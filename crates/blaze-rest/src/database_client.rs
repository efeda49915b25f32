//! Realtime database over its REST surface.
//!
//! Each location is addressed as `{url}/{path}.json`. Subscriptions use the
//! streaming form of `GET` (`Accept: text/event-stream`).

use async_trait::async_trait;
use blaze_api::{StoreError, Value, ValueStream};
use blaze_core::sanitize::contains_absent;
use blaze_core::RealtimeStore;
use futures::stream::{self, BoxStream, StreamExt};
use reqwest::header::ACCEPT;
use reqwest::{Method, RequestBuilder, StatusCode, Url};
use tracing::{debug, info, warn};

use crate::config::{ConfigError, DatabaseConfig};
use crate::http::{build_client, build_streaming_client, describe_error, status_summary};
use crate::models::{DatabaseErrorBody, PushResponse};
use crate::sse::{Applied, ServerEvent, Snapshot, SseParser};

pub struct RestDatabase {
    config: DatabaseConfig,
    base: Url,
    client: reqwest::Client,
    streaming_client: reqwest::Client,
}

impl RestDatabase {
    pub fn new(config: DatabaseConfig) -> Result<Self, ConfigError> {
        config.validate()?;
        let invalid = |reason: String| ConfigError::InvalidUrl {
            component: "Database",
            url: config.url.clone(),
            reason,
        };
        let base = Url::parse(config.url.trim()).map_err(|e| invalid(e.to_string()))?;
        if base.cannot_be_a_base() {
            return Err(invalid("not a hierarchical URL".to_string()));
        }

        Ok(Self {
            config,
            base,
            client: build_client(),
            streaming_client: build_streaming_client(),
        })
    }

    /// `{url}/{path}.json`; the empty path is the root. Each path segment is
    /// percent-encoded, so keys may contain `?`, `%`, `#` or spaces.
    pub fn location_url(&self, path: &str) -> Url {
        let segments: Vec<&str> = path.split('/').filter(|s| !s.is_empty()).collect();
        let (last, parents): (&str, &[&str]) = match segments.split_last() {
            Some((last, parents)) => (*last, parents),
            None => ("", &[]),
        };

        let mut url = self.base.clone();
        if let Ok(mut parts) = url.path_segments_mut() {
            parts.pop_if_empty();
            parts.extend(parents);
            parts.push(&format!("{last}.json"));
        }
        url
    }

    fn request(&self, client: &reqwest::Client, method: Method, path: &str) -> RequestBuilder {
        let builder = client.request(method, self.location_url(path));
        match &self.config.auth_token {
            Some(token) => builder.query(&[("auth", token.as_str())]),
            None => builder,
        }
    }

    async fn send(
        &self,
        method: Method,
        path: &str,
        body: Option<&Value>,
        operation: &str,
    ) -> Result<String, StoreError> {
        let url = self.location_url(path).to_string();
        debug!("{} {}", method, url);

        let mut builder = self.request(&self.client, method, path);
        if let Some(body) = body {
            builder = builder.json(body);
        }

        let response = builder
            .send()
            .await
            .map_err(|e| StoreError::network(describe_error(e, &url, operation)))?;
        let status = response.status();
        let text = response.text().await.map_err(|e| {
            StoreError::network(format!("Failed to read response body from {}: {}", url, e))
        })?;

        if !status.is_success() {
            return Err(status_error(status, path, &url, &text));
        }
        Ok(text)
    }
}

/// Map an unsuccessful response to the store error kind callers branch on.
pub fn status_error(status: StatusCode, path: &str, url: &str, body: &str) -> StoreError {
    let message = serde_json::from_str::<DatabaseErrorBody>(body)
        .map(|b| b.error)
        .unwrap_or_else(|_| status_summary(status, url, body));

    match status {
        StatusCode::UNAUTHORIZED | StatusCode::FORBIDDEN => StoreError::PermissionDenied { message },
        StatusCode::NOT_FOUND => StoreError::NotFound {
            path: path.to_string(),
        },
        StatusCode::PAYLOAD_TOO_LARGE | StatusCode::TOO_MANY_REQUESTS => {
            StoreError::Quota { message }
        }
        StatusCode::BAD_REQUEST => StoreError::InvalidData { message },
        _ => StoreError::Backend { message },
    }
}

fn reject_absent(value: &Value) -> Result<(), StoreError> {
    if contains_absent(value) {
        return Err(StoreError::InvalidData {
            message: "value contains an absent field".to_string(),
        });
    }
    Ok(())
}

#[async_trait]
impl RealtimeStore for RestDatabase {
    async fn set(&self, path: &str, value: Value) -> Result<(), StoreError> {
        reject_absent(&value)?;
        self.send(Method::PUT, path, Some(&value), "write").await?;
        Ok(())
    }

    async fn update(&self, path: &str, value: Value) -> Result<(), StoreError> {
        reject_absent(&value)?;
        if value.as_object().is_none() {
            return Err(StoreError::InvalidData {
                message: format!("update expects an object, got {}", value.kind()),
            });
        }
        self.send(Method::PATCH, path, Some(&value), "update").await?;
        Ok(())
    }

    async fn push(&self, path: &str, value: Value) -> Result<String, StoreError> {
        reject_absent(&value)?;
        let text = self.send(Method::POST, path, Some(&value), "push").await?;
        let response: PushResponse = serde_json::from_str(&text).map_err(|e| {
            StoreError::backend(format!("Unexpected push response for '{}': {}", path, e))
        })?;
        Ok(response.name)
    }

    async fn get(&self, path: &str) -> Result<Value, StoreError> {
        let text = self.send(Method::GET, path, None, "read").await?;
        Value::from_json_str(&text).map_err(|e| StoreError::InvalidData {
            message: format!("Malformed value at '{}': {}", path, e),
        })
    }

    async fn remove(&self, path: &str) -> Result<(), StoreError> {
        self.send(Method::DELETE, path, None, "remove").await?;
        Ok(())
    }

    fn subscribe(&self, path: &str) -> ValueStream {
        let request = self
            .request(&self.streaming_client, Method::GET, path)
            .header(ACCEPT, "text/event-stream");
        let listen = Listen::Connecting {
            request,
            path: path.to_string(),
            url: self.location_url(path).to_string(),
        };
        Box::pin(stream::unfold(listen, Listen::next))
    }
}

/// State of one streaming listener.
enum Listen {
    Connecting {
        request: RequestBuilder,
        path: String,
        url: String,
    },
    Streaming {
        body: BoxStream<'static, reqwest::Result<Vec<u8>>>,
        parser: SseParser,
        snapshot: Snapshot,
        url: String,
    },
    Finished,
}

impl Listen {
    async fn next(self) -> Option<(Result<Value, StoreError>, Listen)> {
        let mut state = self;
        loop {
            state = match state {
                Listen::Finished => return None,
                Listen::Connecting { request, path, url } => {
                    let response = match request.send().await {
                        Ok(response) => response,
                        Err(e) => {
                            let err = StoreError::network(describe_error(e, &url, "subscribe"));
                            return Some((Err(err), Listen::Finished));
                        }
                    };

                    let status = response.status();
                    if !status.is_success() {
                        let text = response.text().await.unwrap_or_default();
                        return Some((Err(status_error(status, &path, &url, &text)), Listen::Finished));
                    }

                    info!("Listening to {}", url);
                    Listen::Streaming {
                        body: response
                            .bytes_stream()
                            .map(|chunk| chunk.map(|bytes| bytes.to_vec()))
                            .boxed(),
                        parser: SseParser::new(),
                        snapshot: Snapshot::new(),
                        url,
                    }
                }
                Listen::Streaming {
                    mut body,
                    mut parser,
                    mut snapshot,
                    url,
                } => {
                    while let Some(raw) = parser.next_event() {
                        let event = match ServerEvent::parse(&raw) {
                            Ok(event) => event,
                            Err(err) => {
                                warn!("Dropping malformed event from {}: {}", url, err);
                                continue;
                            }
                        };
                        match snapshot.apply(event) {
                            Applied::Changed => {
                                let value = snapshot.value().clone();
                                return Some((
                                    Ok(value),
                                    Listen::Streaming {
                                        body,
                                        parser,
                                        snapshot,
                                        url,
                                    },
                                ));
                            }
                            Applied::Ignored => {}
                            Applied::Closed(err) => return Some((Err(err), Listen::Finished)),
                        }
                    }

                    match body.next().await {
                        Some(Ok(chunk)) => {
                            parser.feed(&chunk);
                            Listen::Streaming {
                                body,
                                parser,
                                snapshot,
                                url,
                            }
                        }
                        Some(Err(e)) => {
                            let err = StoreError::network(describe_error(e, &url, "stream"));
                            return Some((Err(err), Listen::Finished));
                        }
                        None => {
                            debug!("Stream from {} ended", url);
                            return None;
                        }
                    }
                }
            };
        }
    }
}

◆ ◆ ◆ ◆ ◆

Across the records above, count the lines holding "clone" and reply with that number alone.

Task output
3